I would recommend using photoshop PSB importer package. You design your sprites in photoshop/illustrator, position them properly there, and when imported into unity, the resulting sprites will be cropped to size of the non-transparent area of the layers by default, just as you've shown above. The result will also keep relative positions perfectly.

The default box-collider will be exactly what you have drawn above.


Posting late to the party just to provide my 2 cents on this matter.

As @DMGregory has mentioned, unless you have some absurd number of sprites to generate prefabs from (in which case, automation may be something worth investing in), doing it manually could be the way to go.

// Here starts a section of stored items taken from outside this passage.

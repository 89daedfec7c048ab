//! Directory error types
//!
//! Remote and cache failures are recoverable and have their own types
//! ([`crate::remote::RemoteError`], [`crate::store::StoreError`]). This
//! module covers the failures a caller of the reconciler can observe.

use thiserror::Error;

pub type Result<T> = std::result::Result<T, DirectoryError>;

#[derive(Debug, Error)]
pub enum DirectoryError {
    #[error("a load is already in progress")]
    LoadInProgress,

    #[error("invalid volunteer payload: {reason}")]
    InvalidPayload { reason: String },

    #[error("invalid volunteer record: {reason}")]
    InvalidRecord { reason: String },

    #[error("config error: {message}")]
    Config {
        message: String,
        #[source]
        source: Option<Box<dyn std::error::Error + Send + Sync>>,
    },
}

impl DirectoryError {
    pub fn invalid_payload(reason: impl Into<String>) -> Self {
        Self::InvalidPayload {
            reason: reason.into(),
        }
    }

    pub fn invalid_record(reason: impl Into<String>) -> Self {
        Self::InvalidRecord {
            reason: reason.into(),
        }
    }

    /// Create a config error
    pub fn config(message: impl Into<String>) -> Self {
        Self::Config {
            message: message.into(),
            source: None,
        }
    }

    /// Create a config error with source
    pub fn config_with_source(
        message: impl Into<String>,
        source: impl std::error::Error + Send + Sync + 'static,
    ) -> Self {
        Self::Config {
            message: message.into(),
            source: Some(Box::new(source)),
        }
    }
}
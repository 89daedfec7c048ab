//! Search and membership-code filtering over the in-memory list.
//!
//! Pure functions; the projection is recomputed from scratch on every call.

use std::collections::BTreeSet;

use crate::record::VolunteerRecord;

/// Search term plus optional membership-code filter.
#[derive(Debug, Clone, Default, PartialEq, Eq)]
pub struct Query {
    pub search: String,
    pub category: Option<String>,
}

impl Query {
    pub fn new(search: impl Into<String>, category: Option<String>) -> Self {
        Self {
            search: search.into(),
            category,
        }
    }

    /// Category filter with blank values treated as "all".
    pub fn effective_category(&self) -> Option<&str> {
        self.category.as_deref().filter(|c| !c.is_empty())
    }

    pub fn is_active(&self) -> bool {
        !self.search.is_empty() || self.effective_category().is_some()
    }

    pub fn clear(&mut self) {
        self.search.clear();
        self.category = None;
    }
}

/// True when `record` matches the search term.
///
/// Name, membership code and address compare case-insensitively; the mobile
/// number is a plain substring check against the lowercased term.
pub fn matches_search(record: &VolunteerRecord, search: &str) -> bool {
    if search.is_empty() {
        return true;
    }
    let term = search.to_lowercase();
    record.name.to_lowercase().contains(&term)
        || record.membership_code.to_lowercase().contains(&term)
        || record.mobile_number.contains(&term)
        || record.address.to_lowercase().contains(&term)
}

pub fn matches(record: &VolunteerRecord, query: &Query) -> bool {
    matches_search(record, &query.search)
        && query
            .effective_category()
            .is_none_or(|code| record.membership_code == code)
}

/// Records matching `query`, in list order.
pub fn project(records: &[VolunteerRecord], query: &Query) -> Vec<VolunteerRecord> {
    records
        .iter()
        .filter(|r| matches(r, query))
        .cloned()
        .collect()
}

/// Distinct membership codes, sorted, for the category picker.
pub fn categories(records: &[VolunteerRecord]) -> Vec<String> {
    records
        .iter()
        .map(|r| r.membership_code.clone())
        .collect::<BTreeSet<_>>()
        .into_iter()
        .collect()
}

/// `"Showing 2 of 8 volunteers for \"ra\" with AAK: AAK1003"`
pub fn result_summary(shown: usize, total: usize, query: &Query) -> String {
    let mut summary = format!("Showing {shown} of {total} volunteers");
    if !query.search.is_empty() {
        summary.push_str(&format!(" for \"{}\"", query.search));
    }
    if let Some(code) = query.effective_category() {
        summary.push_str(&format!(" with AAK: {code}"));
    }
    summary
}

pub fn match_count_label(count: usize) -> String {
    if count == 1 {
        "1 result found".to_string()
    } else {
        format!("{count} results found")
    }
}
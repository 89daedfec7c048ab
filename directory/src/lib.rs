//! `volunteer-directory`: client-side sync layer for the volunteer directory.
//!
//! Loads the volunteer list from the remote directory service, falls back to
//! a local JSON cache (or a deterministic seed set) when the service is
//! unreachable, and applies create/delete mutations to both the in-memory
//! list and the cache.
//!
//! ## Layers (leaf first)
//! - [`store`]: best-effort local cache holding one full snapshot
//! - [`remote`]: HTTP client for the `{success, data}` envelope API
//! - [`reconciler`]: three-tier load and optimistic mutations
//! - [`projector`]: search + membership-code filtering
//! - [`gallery`]: intent dispatch and view state for front ends

pub mod config;
pub mod errors;
pub mod gallery;
pub mod projector;
pub mod reconciler;
pub mod record;
pub mod remote;
pub mod seed;
pub mod store;

#[cfg(any(test, feature = "test-utils"))]
pub mod testing;

pub use config::DirectoryConfig;
pub use errors::DirectoryError;
pub use gallery::{Gallery, GalleryView, Intent, Notice, ViewMode};
pub use projector::Query;
pub use reconciler::{CreateOutcome, DeleteOutcome, Directory, LoadOutcome};
pub use record::{CreatePayload, RawVolunteer, VolunteerRecord};
pub use remote::{DirectoryRemote, HealthStatus, HttpDirectoryClient, RemoteError};
pub use store::{FileRecordStore, MemoryRecordStore, RecordStore, StoreError};
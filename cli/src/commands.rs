//! Subcommand handlers.
//!
//! Each handler builds a [`Gallery`] over the configured remote and cache,
//! drives it with intents and prints the result. Handlers return an exit
//! code; unexpected failures bubble up as `anyhow` errors.

use std::io::Write;
use std::path::Path;
use std::sync::Arc;

use anyhow::{Context, bail};
use base64::Engine;
use serde_json::json;
use tokio::io::{AsyncBufReadExt, BufReader};
use volunteer_directory::{
    CreatePayload, Directory, DirectoryConfig, Gallery, HttpDirectoryClient, Intent, LoadOutcome,
    MemoryRecordStore, Notice, RecordStore,
};

use crate::cli::{AddArgs, Cli, Command, DeleteArgs, GlobalArgs, ListArgs, ShowArgs};
use crate::exit_codes;
use crate::render;
use crate::shell;

/// Largest photo accepted by `add --photo`.
pub const MAX_PHOTO_BYTES: u64 = 5 * 1024 * 1024;

/// Load the config file and apply command-line overrides.
pub fn resolve_config(global: &GlobalArgs) -> anyhow::Result<DirectoryConfig> {
    let mut config = match &global.config {
        Some(path) => DirectoryConfig::load_from_path(path)?,
        None => DirectoryConfig::load()?,
    };
    if let Some(url) = &global.api_url {
        config.api_base_url = url.clone();
    }
    if let Some(timeout_ms) = global.timeout_ms {
        config.timeout_ms = timeout_ms;
    }
    if let Some(dir) = &global.cache_dir {
        config.cache_dir = Some(dir.clone());
    }
    config.validate()?;
    Ok(config)
}

/// Wire the HTTP client and file cache into a fresh gallery. An unusable
/// cache directory degrades to an in-memory cache for this run.
pub fn open_gallery(config: &DirectoryConfig) -> anyhow::Result<Gallery> {
    let remote = HttpDirectoryClient::new(config).context("failed to build HTTP client")?;
    let store: Arc<dyn RecordStore> = match config.open_cache() {
        Ok(store) => {
            tracing::debug!(cache = %store.path().display(), "opened cache");
            Arc::new(store)
        }
        Err(e) => {
            tracing::warn!("Local cache unavailable, changes will not persist: {e}");
            Arc::new(MemoryRecordStore::new())
        }
    };
    let directory = Directory::new(Arc::new(remote), store);
    Ok(Gallery::new(Arc::new(directory)))
}

pub async fn execute(cli: Cli, config: DirectoryConfig) -> anyhow::Result<i32> {
    let json = cli.global.json;
    let mut gallery = open_gallery(&config)?;

    match cli.command {
        Command::List(args) => run_list(&mut gallery, args, json).await,
        Command::Show(args) => run_show(&mut gallery, args, json).await,
        Command::Add(args) => run_add(&mut gallery, args, json).await,
        Command::Delete(args) => run_delete(&mut gallery, args, json).await,
        Command::Categories => run_categories(&mut gallery, json).await,
        Command::Health => run_health(&gallery, &config, json).await,
        Command::Shell => {
            let stdin = BufReader::new(tokio::io::stdin());
            let mut stdout = std::io::stdout();
            shell::run_shell(&mut gallery, stdin, &mut stdout).await?;
            Ok(exit_codes::SUCCESS)
        }
    }
}

async fn load(gallery: &mut Gallery) -> anyhow::Result<LoadOutcome> {
    let outcome = gallery
        .load()
        .await
        .context("failed to load volunteers")?;
    Ok(outcome)
}

fn print_notices(notices: &[Notice]) {
    for notice in notices {
        if notice.is_error() {
            eprintln!("{}", render::render_notice(notice));
        } else {
            println!("{}", render::render_notice(notice));
        }
    }
}

fn print_json(value: &serde_json::Value) -> anyhow::Result<()> {
    println!("{}", serde_json::to_string_pretty(value)?);
    Ok(())
}

async fn run_list(gallery: &mut Gallery, args: ListArgs, json: bool) -> anyhow::Result<i32> {
    let outcome = load(gallery).await?;
    gallery
        .dispatch(Intent::SetSearch(args.search.unwrap_or_default()))
        .await;
    gallery.dispatch(Intent::SetCategory(args.category)).await;
    gallery.dispatch(Intent::SetViewMode(args.view)).await;
    let view = gallery.snapshot().await;

    if json {
        print_json(&json!({
            "source": outcome.source_label(),
            "total": view.total,
            "shown": view.records.len(),
            "summary": view.summary,
            "records": view.records,
        }))?;
    } else {
        print!("{}", render::render_view(&view, render::terminal_width()));
        println!();
        println!("{}", render::render_source(&outcome));
    }
    Ok(exit_codes::SUCCESS)
}

async fn run_show(gallery: &mut Gallery, args: ShowArgs, json: bool) -> anyhow::Result<i32> {
    load(gallery).await?;
    let notices = gallery.dispatch(Intent::ViewDetail(args.id)).await;
    let Some(record) = gallery.snapshot().await.selected else {
        print_notices(&notices);
        return Ok(exit_codes::FAILURE);
    };

    if json {
        print_json(&serde_json::to_value(&record)?)?;
    } else {
        print!("{}", render::render_detail(&record));
    }
    Ok(exit_codes::SUCCESS)
}

/// Read a photo and encode it as a `data:` URI.
pub fn photo_data_uri(path: &Path) -> anyhow::Result<String> {
    let mime = mime_guess::from_path(path)
        .first()
        .filter(|m| m.type_().as_str() == "image")
        .with_context(|| format!("{} is not an image file", path.display()))?;
    let size = std::fs::metadata(path)
        .with_context(|| format!("cannot read {}", path.display()))?
        .len();
    if size > MAX_PHOTO_BYTES {
        bail!(
            "{} is {size} bytes; photos must be at most {MAX_PHOTO_BYTES} bytes",
            path.display()
        );
    }
    let bytes = std::fs::read(path).with_context(|| format!("cannot read {}", path.display()))?;
    let encoded = base64::engine::general_purpose::STANDARD.encode(bytes);
    Ok(format!("data:{mime};base64,{encoded}"))
}

async fn run_add(gallery: &mut Gallery, args: AddArgs, json: bool) -> anyhow::Result<i32> {
    let image = match &args.photo {
        Some(path) => Some(photo_data_uri(path)?),
        None => args.image_url.clone(),
    };
    let payload = CreatePayload {
        name: args.name,
        membership_code: args.code,
        mobile_number: args.mobile,
        address: args.address,
        image,
    };

    load(gallery).await?;
    gallery.dispatch(Intent::RequestAdd).await;
    let notices = gallery.dispatch(Intent::SubmitNew(payload)).await;
    let view = gallery.snapshot().await;

    let record = match view.selected {
        Some(record) if !view.add_form_open => record,
        _ => {
            print_notices(&notices);
            return Ok(exit_codes::FAILURE);
        }
    };

    if json {
        let messages: Vec<&str> = notices.iter().map(Notice::message).collect();
        print_json(&json!({
            "record": record,
            "saved_remotely": !record.is_local_only(),
            "notices": messages,
        }))?;
    } else {
        print_notices(&notices);
        print!("{}", render::render_detail(&record));
    }
    Ok(exit_codes::SUCCESS)
}

/// Ask on stdout, read one answer line from stdin. EOF counts as "no".
async fn confirm(prompt: &str) -> anyhow::Result<bool> {
    print!("{prompt}");
    std::io::stdout().flush()?;
    let mut answer = String::new();
    BufReader::new(tokio::io::stdin())
        .read_line(&mut answer)
        .await?;
    Ok(matches!(
        answer.trim().to_ascii_lowercase().as_str(),
        "y" | "yes"
    ))
}

async fn run_delete(gallery: &mut Gallery, args: DeleteArgs, json: bool) -> anyhow::Result<i32> {
    if json && !args.yes {
        bail!("--json requires --yes for delete");
    }

    load(gallery).await?;
    let notices = gallery.dispatch(Intent::RequestDelete(args.id.clone())).await;
    let Some(target) = gallery.snapshot().await.delete_target else {
        print_notices(&notices);
        return Ok(exit_codes::FAILURE);
    };

    if !args.yes && !confirm(&render::render_delete_prompt(&target)).await? {
        gallery.dispatch(Intent::CancelDelete).await;
        println!("Delete cancelled");
        return Ok(exit_codes::SUCCESS);
    }

    let notices = gallery.dispatch(Intent::ConfirmDelete).await;
    if json {
        let remote_confirmed = !notices.iter().any(Notice::is_error);
        print_json(&json!({
            "id": args.id,
            "removed": true,
            "remote_confirmed": remote_confirmed,
        }))?;
    } else {
        print_notices(&notices);
    }
    Ok(exit_codes::SUCCESS)
}

async fn run_categories(gallery: &mut Gallery, json: bool) -> anyhow::Result<i32> {
    load(gallery).await?;
    let categories = gallery.snapshot().await.categories;
    if json {
        print_json(&json!(categories))?;
    } else {
        for code in categories {
            println!("{code}");
        }
    }
    Ok(exit_codes::SUCCESS)
}

async fn run_health(
    gallery: &Gallery,
    config: &DirectoryConfig,
    json: bool,
) -> anyhow::Result<i32> {
    match gallery.directory().health().await {
        Ok(health) => {
            let healthy = health.is_ok();
            if json {
                print_json(&json!({
                    "healthy": healthy,
                    "endpoint": config.api_base_url,
                    "status": health.status,
                    "database": health.database,
                    "timestamp": health.timestamp,
                }))?;
            } else {
                let mark = if healthy { "✓" } else { "✗" };
                println!("{mark} Directory service status: {}", health.status);
                println!("  Endpoint: {}", config.api_base_url);
                if let Some(database) = &health.database {
                    println!("  Database: {database}");
                }
            }
            Ok(if healthy {
                exit_codes::SUCCESS
            } else {
                exit_codes::FAILURE
            })
        }
        Err(e) => {
            if json {
                print_json(&json!({
                    "healthy": false,
                    "endpoint": config.api_base_url,
                    "error": e.to_string(),
                    "category": e.category(),
                }))?;
            } else {
                println!("✗ Directory service unreachable");
                println!("  Endpoint: {}", config.api_base_url);
                println!("  Error: {e}");
            }
            Ok(exit_codes::FAILURE)
        }
    }
}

That said, I've run into a similar issue and I wanted to share some advice that really helped me come up with a solution for my project.

Invest some time / thought into how your asset pipeline is going to work. This involves everything from:

  1. where are your sprites getting created (Photoshop, Aesprite)?
  2. how are you exporting them (file format, etc...)?
  3. how are you bringing them into Unity (folder structure / organization)?
  4. what is the structure of the prefabs that display these sprites?

I'm not familiar with your project, but maybe it turns out you don't need those transparencies in the first place. So maybe your issue resides within point 2 above. Maybe you might choose to export your images as tight as possible, so then you can generate colliders directly to the bounds of the sprite (if you're using the sprite renderer component, check out SpriteRenderer.Bounds).

Maybe you do need those transparencies though. While you may have to generate these colliders by hand, you can still alleviate some pain points by defining a process for how to make your prefabs.

For instance, if you have some sprites that have transparencies, can you use the sprite editor to auto slice, and then generate your collider using the sliced image?

This is a bit off topic, but I've also found that defining some rules about each sprite having a fixed border size can really help, especially when it comes to playing animations. It can be really useful to define each sprite has having their center of the free form shape be at the center of the entire image (or some other fixed point that is consistent from sprite to sprite).

Hope that helps!

  • \$\begingroup\$ Thank you very much for your response. The real reason I was considering these transparent areas was to simplify sprite placement in the scene, where I have to precisely align sprites. Having all sprites of the same site (but with transparent regions in it) allows me to use the same coordinate for sprite placement, but the sprites showing up in different locations (imagine a puzzle game for example, where the size of a single sprite is as large as the puzzle area, but with transparency in it). Because of PNG compression algorithms, file size remains almost the same (even with transparency). \$\endgroup\$ Nov 19, 2019 at 11:23
  • \$\begingroup\$ "Because of PNG compression algorithms, file size remains almost the same" Do keep in mind that the file is no longer in PNG format when it gets uploaded to video memory and used for rendering. It needs to be unpacked to a format with a constant bit rate for efficient sampling, and that means you pay for every extra bit of transparency you add. \$\endgroup\$
    – DMGregory
    Jun 26, 2022 at 10:13


as your mesh-collider is generated automatically, based on above reference, you can get the list of vertices and also bounds of collider you have.

just check the Bigget X,Y and Lowest X,Y to set bounds of your 2d box-collider.